Fast forward a decade. Can you imagine Chinese hedge funds driving down the US dollar? Or the Chinese sovereign fund doing so? I can – and that thought alone guarantees an end to this corrupt system. Let’s make sure it’s sooner rather than later.

3 comments:

Tristan said...

If people thought they were worth more they'd buy them for a higher price. That's simple, yet nobody realises it.

Selling short only works if most people believe that the stocks are currently over valued.

A ban on selling short will do nothing, because its not the problem.
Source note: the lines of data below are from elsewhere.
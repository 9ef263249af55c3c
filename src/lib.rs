//! CanvasStudio core: a layer-based compositing and image-editing engine
//! for an AI image generation front end.
//!
//! The engine is split between the multi-layer composition session
//! (layers, history, pointer gestures, flatten) and the single-image
//! adjustment session (color filters, crop, inpaint mask, pose sketch).
//! The egui shell in [`app`] is a thin consumer of both.

pub mod logger;

pub mod adjust;
pub mod app;
pub mod compositor;
pub mod error;
pub mod geometry;
pub mod history;
pub mod interaction;
pub mod layer;
pub mod paint;
pub mod service;
pub mod session;
pub mod text;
But we must have scapegoats and more government intervention (because government is never to blame).

David Boyle said...

You miss the point. I don't deny the banks that were targeted deserved punishment. The point is that the way the financial system now works, free and open markets have become impossible, and if we want them back we have to deal with the problem - that the tail is wagging the dog.

juliandobson said...

It isn't just that the tail's wagging the dog - it's that we're all happy for it to do so (with some honourable exceptions, before you protest!). Look at the government's plans for regenerating regional economies and it's financial, legal and business services that are seen as the drivers of growth. Sheffield's economic masterplan aims to bring thousands of financial jobs to the city - to do what exactly? Mind you, I'm sure the Provvy isn't doing too badly.